I knew that this would happen, because it always does. I’m living in one of the most beautiful cities in the world, in one of the most fascinating and diverse countries I’ve been to. But at some point, it becomes less about the place and more about the living. And when that happens, I start having trouble writing.
Not because there’s nothing to say. But because it takes a different kind of writing to write about somewhere as a resident rather than a visitor, and I’m better at the latter than the former. And also because I don’t find my daily life as intriguing as other people seem to. Which isn’t to say there isn’t a lot going on, just that it doesn’t jump out at me anymore like it used to. The things I remember about my day are stuff like getting up early to go for a walk on the beach, eating lunch with people from the office, taking the bus to the Catholic University (PUC) for a discussion group, waiting for the internet guy to come fix the router (again! argh), getting on that gross air-conditioned bus to Rocinha to teach my twice-a-week English class, then racing home to watch Paraiso Tropical. I forget, sometimes, to notice that Sugarloaf was sparkling in the early-morning sun now that the smog is finally gone, that I got off the bus to PUC with marks from where my nails dug into my palms as the bus careened around the curves, that the 15-year-old I walked past at the drug point in Rocinha was carrying an exceptionally large semiautomatic rifle, and that Paraiso Tropical… actually, scratch that. I never stop being amazed by Paraiso Tropical, especially since the storyline has pretty much fallen apart and now somehow 4 murders and several marriages and pregnancies will have to be resolved in the very last episode on Friday. But the point is, this is my life. It’s amazing at times and amazingly mundane at others, and I guess there was a point — I’m still not sure exactly where — when I started to feel less like I was living in Rio, and more like I was just living.

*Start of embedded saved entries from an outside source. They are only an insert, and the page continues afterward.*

//! Shutdown coordination for accept loops.

use tokio::sync::watch;

/// Latching stop signal for every accept loop of one proxy.
///
/// Unlike a broadcast, the flag stays set: a loop that subscribes after
/// [`trigger`](Self::trigger) stops immediately.
#[derive(Debug)]
pub struct Shutdown {
    tx: watch::Sender<bool>,
}

impl Shutdown {
    pub fn new() -> Self {
        let (tx, _) = watch::channel(false);
        Self { tx }
    }

    /// Handle for one accept loop.
    pub fn subscribe(&self) -> ShutdownSignal {
        ShutdownSignal {
            rx: self.tx.subscribe(),
        }
    }

    /// Stop every current and future subscriber. Idempotent.
    pub fn trigger(&self) {
        self.tx.send_replace(true);
    }

    pub fn is_triggered(&self) -> bool {
        *self.tx.borrow()
    }

    /// Accept loops still holding a signal.
    pub fn receiver_count(&self) -> usize {
        self.tx.receiver_count()
    }
}

impl Default for Shutdown {
    fn default() -> Self {
        Self::new()
    }
}

/// Receiving half of [`Shutdown`].
#[derive(Debug)]
pub struct ShutdownSignal {
    rx: watch::Receiver<bool>,
}

impl ShutdownSignal {
    /// Resolve once shutdown has been triggered, or if the coordinator is gone.
    pub async fn wait(&mut self) {
        let _ = self.rx.wait_for(|stopped| *stopped).await;
    }
}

My Portuguese has also passed an invisible landmark: the one where I stop being able to tune out random conversations on the bus and am forced to listen to daily life in all its inanity. In a way, it’s nice, but there are times when I miss being able to space out in the supermarket checkout instead of having to listen to a man having a one-sided cellphone conversation or the girls behind me complaining that their boyfriends don’t pay enough attention to them. I remember that this happened during my year in Argentina also — I only realized it while on a cross-country bus trying to sleep through whatever awful movie was playing and realizing that for better or worse I could no longer switch to my English brain and tune out the screams of the serial killer’s victims.
This doesn’t mean, of course, that I’m perfectly adjusted and totally understand how things work here. A lot of things still leave me mystified, like the fact that rather than promoting mosquito bednets and screens against dengue fever, the Department of Public Health apparently prefers to go from house to house doing supremely pointless surveys about whether we live near an elevator (the mosquitos travel in elevators!) and telling us to put more soil in our potted plants so that puddles won’t form after we water them. And then there’s the Pan-American Health Organization, which for some reason decided that it would be an excellent use of ad dollars to run spots on CNN — IN ENGLISH — telling us not to dig through the trash.
I don’t even know what to say about that last one.